Source records below:
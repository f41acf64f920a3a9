//! Name-level symbol accounting.
//!
//! Once every input has parsed, the backend builds a table mapping each
//! global name to its winning definition: the first strong definition wins,
//! a strong definition supersedes a weak one, definitions from regular
//! inputs supersede shared library exports, and a second strong definition
//! is a duplicate-symbol error. Undefined atoms are then checked against
//! the table; a reference that nothing satisfies fails the link unless it
//! is weak or undefined symbols were explicitly allowed.
//!
//! Names are compared as `StrRef` handles; interning makes that a word
//! comparison.

use std::collections::{HashMap, HashSet};
use std::io::Write;
use std::sync::Arc;

use crate::atom::{self, AbsoluteAtomId, DefinedAtomId, Scope, SharedLibraryAtomId};
use crate::file::File;
use crate::mem::{self, StrRef};

/// The winning definition for one name.
#[derive(Clone, Copy, PartialEq, Eq, Debug)]
pub enum Definition {
    Defined(DefinedAtomId),
    Absolute(AbsoluteAtomId),
    Shared(SharedLibraryAtomId),
}

impl Definition {
    pub fn describe(self) -> &'static str {
        match self {
            Definition::Defined(_) => "defined",
            Definition::Absolute(_) => "absolute",
            Definition::Shared(_) => "shared",
        }
    }
}

#[derive(Clone, Copy)]
struct Resolved {
    definition: Definition,
    file: u32,
    weak: bool,
}

impl Resolved {
    // Strong regular definitions outrank weak ones, which outrank
    // shared library exports.
    fn rank(&self) -> u8 {
        match (self.definition, self.weak) {
            (Definition::Shared(_), _) => 0,
            (_, true) => 1,
            (_, false) => 2,
        }
    }
}

/// A flattened view of one resolved symbol, for the link map.
pub struct SymbolEntry {
    pub name: String,
    pub definition: Definition,
    pub file: u32,
    pub weak: bool,
}

pub struct SymbolTable {
    table: HashMap<StrRef, Resolved>,
    errors: usize,
}

impl SymbolTable {
    /// Builds the table from every parsed file, in command-line order.
    ///
    /// Duplicate-symbol diagnostics go to `diag`; the count is available
    /// from `errors()` afterwards.
    pub fn build(files: &[Arc<dyn File>], diag: &mut dyn Write) -> Self {
        let mut table = Self {
            table: HashMap::new(),
            errors: 0,
        };
        for file in files {
            for &id in file.defined_atoms() {
                let a = atom::get_defined(id);
                if a.scope == Scope::Translation {
                    continue;
                }
                table.insert(
                    a.name,
                    Resolved {
                        definition: Definition::Defined(id),
                        file: a.file,
                        weak: a.weak,
                    },
                    files,
                    diag,
                );
            }
            for &id in file.absolute_atoms() {
                let a = atom::get_absolute(id);
                if a.scope == Scope::Translation {
                    continue;
                }
                table.insert(
                    a.name,
                    Resolved {
                        definition: Definition::Absolute(id),
                        file: a.file,
                        weak: false,
                    },
                    files,
                    diag,
                );
            }
            for &id in file.shared_library_atoms() {
                let a = atom::get_shared_library(id);
                table.insert(
                    a.name,
                    Resolved {
                        definition: Definition::Shared(id),
                        file: a.file,
                        weak: a.weak,
                    },
                    files,
                    diag,
                );
            }
        }
        tracing::debug!("symbol table holds {} names", table.table.len());
        table
    }

    fn insert(
        &mut self,
        name: StrRef,
        candidate: Resolved,
        files: &[Arc<dyn File>],
        diag: &mut dyn Write,
    ) {
        match self.table.get(&name) {
            None => {
                self.table.insert(name, candidate);
            }
            Some(existing) => {
                if existing.rank() == 2 && candidate.rank() == 2 {
                    self.errors += 1;
                    let _ = writeln!(diag, "error: duplicate symbol: {}", mem::saver().get(name));
                    let _ = writeln!(diag, ">>> defined at {}", file_name(files, existing.file));
                    let _ = writeln!(diag, ">>> defined at {}", file_name(files, candidate.file));
                } else if candidate.rank() > existing.rank() {
                    self.table.insert(name, candidate);
                }
            }
        }
    }

    pub fn lookup(&self, name: StrRef) -> Option<Definition> {
        self.table.get(&name).map(|r| r.definition)
    }

    pub fn contains_name(&self, name: &str) -> bool {
        self.lookup(mem::saver().save(name)).is_some()
    }

    /// Duplicate-symbol errors reported during `build`.
    pub fn errors(&self) -> usize {
        self.errors
    }

    pub fn len(&self) -> usize {
        self.table.len()
    }

    pub fn is_empty(&self) -> bool {
        self.table.is_empty()
    }

    /// Entries sorted by name, for deterministic output.
    pub fn entries(&self) -> Vec<SymbolEntry> {
        let mut out: Vec<SymbolEntry> = self
            .table
            .iter()
            .map(|(&name, r)| SymbolEntry {
                name: mem::saver().get(name).to_string(),
                definition: r.definition,
                file: r.file,
                weak: r.weak,
            })
            .collect();
        out.sort_by(|a, b| a.name.cmp(&b.name));
        out
    }
}

/// Verifies that every undefined atom is satisfied by the table.
///
/// Returns the number of distinct unsatisfied names; each is reported to
/// `diag` once, with the first file that referenced it.
pub fn check_undefined(
    files: &[Arc<dyn File>],
    table: &SymbolTable,
    allow_undefined: bool,
    diag: &mut dyn Write,
) -> usize {
    let mut reported: HashSet<StrRef> = HashSet::new();
    let mut errors = 0;
    for file in files {
        for &id in file.undefined_atoms() {
            let a = atom::get_undefined(id);
            if table.lookup(a.name).is_some() || a.weak || allow_undefined {
                continue;
            }
            if !reported.insert(a.name) {
                continue;
            }
            errors += 1;
            let _ = writeln!(diag, "error: undefined symbol: {}", mem::saver().get(a.name));
            let _ = writeln!(diag, ">>> referenced by {}", file_name(files, a.file));
        }
    }
    errors
}

fn file_name(files: &[Arc<dyn File>], ordinal: u32) -> &str {
    files.get(ordinal as usize).map_or("?", |f| f.name())
}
End of Source records.
* **Directions for this task**
Write out the records again so that each line matches the original exactly.

* **Expected answer**
repository f41acf64f920a3a9
//! Name-level symbol accounting.
//!
//! Once every input has parsed, the backend builds a table mapping each
//! global name to its winning definition: the first strong definition wins,
//! a strong definition supersedes a weak one, definitions from regular
//! inputs supersede shared library exports, and a second strong definition
//! is a duplicate-symbol error. Undefined atoms are then checked against
//! the table; a reference that nothing satisfies fails the link unless it
//! is weak or undefined symbols were explicitly allowed.
//!
//! Names are compared as `StrRef` handles; interning makes that a word
//! comparison.

use std::collections::{HashMap, HashSet};
use std::io::Write;
use std::sync::Arc;

use crate::atom::{self, AbsoluteAtomId, DefinedAtomId, Scope, SharedLibraryAtomId};
use crate::file::File;
use crate::mem::{self, StrRef};

/// The winning definition for one name.
#[derive(Clone, Copy, PartialEq, Eq, Debug)]
pub enum Definition {
    Defined(DefinedAtomId),
    Absolute(AbsoluteAtomId),
    Shared(SharedLibraryAtomId),
}

impl Definition {
    pub fn describe(self) -> &'static str {
        match self {
            Definition::Defined(_) => "defined",
            Definition::Absolute(_) => "absolute",
            Definition::Shared(_) => "shared",
        }
    }
}

#[derive(Clone, Copy)]
struct Resolved {
    definition: Definition,
    file: u32,
    weak: bool,
}

impl Resolved {
    // Strong regular definitions outrank weak ones, which outrank
    // shared library exports.
    fn rank(&self) -> u8 {
        match (self.definition, self.weak) {
            (Definition::Shared(_), _) => 0,
            (_, true) => 1,
            (_, false) => 2,
        }
    }
}

/// A flattened view of one resolved symbol, for the link map.
pub struct SymbolEntry {
    pub name: String,
    pub definition: Definition,
    pub file: u32,
    pub weak: bool,
}

pub struct SymbolTable {
    table: HashMap<StrRef, Resolved>,
    errors: usize,
}

impl SymbolTable {
    /// Builds the table from every parsed file, in command-line order.
    ///
    /// Duplicate-symbol diagnostics go to `diag`; the count is available
    /// from `errors()` afterwards.
    pub fn build(files: &[Arc<dyn File>], diag: &mut dyn Write) -> Self {
        let mut table = Self {
            table: HashMap::new(),
            errors: 0,
        };
        for file in files {
            for &id in file.defined_atoms() {
                let a = atom::get_defined(id);
                if a.scope == Scope::Translation {
                    continue;
                }
                table.insert(
                    a.name,
                    Resolved {
                        definition: Definition::Defined(id),
                        file: a.file,
                        weak: a.weak,
                    },
                    files,
                    diag,
                );
            }
            for &id in file.absolute_atoms() {
                let a = atom::get_absolute(id);
                if a.scope == Scope::Translation {
                    continue;
                }
                table.insert(
                    a.name,
                    Resolved {
                        definition: Definition::Absolute(id),
                        file: a.file,
                        weak: false,
                    },
                    files,
                    diag,
                );
            }
            for &id in file.shared_library_atoms() {
                let a = atom::get_shared_library(id);
                table.insert(
                    a.name,
                    Resolved {
                        definition: Definition::Shared(id),
                        file: a.file,
                        weak: a.weak,
                    },
                    files,
                    diag,
                );
            }
        }
        tracing::debug!("symbol table holds {} names", table.table.len());
        table
    }

    fn insert(
        &mut self,
        name: StrRef,
        candidate: Resolved,
        files: &[Arc<dyn File>],
        diag: &mut dyn Write,
    ) {
        match self.table.get(&name) {
            None => {
                self.table.insert(name, candidate);
            }
            Some(existing) => {
                if existing.rank() == 2 && candidate.rank() == 2 {
                    self.errors += 1;
                    let _ = writeln!(diag, "error: duplicate symbol: {}", mem::saver().get(name));
                    let _ = writeln!(diag, ">>> defined at {}", file_name(files, existing.file));
                    let _ = writeln!(diag, ">>> defined at {}", file_name(files, candidate.file));
                } else if candidate.rank() > existing.rank() {
                    self.table.insert(name, candidate);
                }
            }
        }
    }

    pub fn lookup(&self, name: StrRef) -> Option<Definition> {
        self.table.get(&name).map(|r| r.definition)
    }

    pub fn contains_name(&self, name: &str) -> bool {
        self.lookup(mem::saver().save(name)).is_some()
    }

    /// Duplicate-symbol errors reported during `build`.
    pub fn errors(&self) -> usize {
        self.errors
    }

    pub fn len(&self) -> usize {
        self.table.len()
    }

    pub fn is_empty(&self) -> bool {
        self.table.is_empty()
    }

    /// Entries sorted by name, for deterministic output.
    pub fn entries(&self) -> Vec<SymbolEntry> {
        let mut out: Vec<SymbolEntry> = self
            .table
            .iter()
            .map(|(&name, r)| SymbolEntry {
                name: mem::saver().get(name).to_string(),
                definition: r.definition,
                file: r.file,
                weak: r.weak,
            })
            .collect();
        out.sort_by(|a, b| a.name.cmp(&b.name));
        out
    }
}

/// Verifies that every undefined atom is satisfied by the table.
///
/// Returns the number of distinct unsatisfied names; each is reported to
/// `diag` once, with the first file that referenced it.
pub fn check_undefined(
    files: &[Arc<dyn File>],
    table: &SymbolTable,
    allow_undefined: bool,
    diag: &mut dyn Write,
) -> usize {
    let mut reported: HashSet<StrRef> = HashSet::new();
    let mut errors = 0;
    for file in files {
        for &id in file.undefined_atoms() {
            let a = atom::get_undefined(id);
            if table.lookup(a.name).is_some() || a.weak || allow_undefined {
                continue;
            }
            if !reported.insert(a.name) {
                continue;
            }
            errors += 1;
            let _ = writeln!(diag, "error: undefined symbol: {}", mem::saver().get(a.name));
            let _ = writeln!(diag, ">>> referenced by {}", file_name(files, a.file));
        }
    }
    errors
}

fn file_name(files: &[Arc<dyn File>], ordinal: u32) -> &str {
    files.get(ordinal as usize).map_or("?", |f| f.name())
}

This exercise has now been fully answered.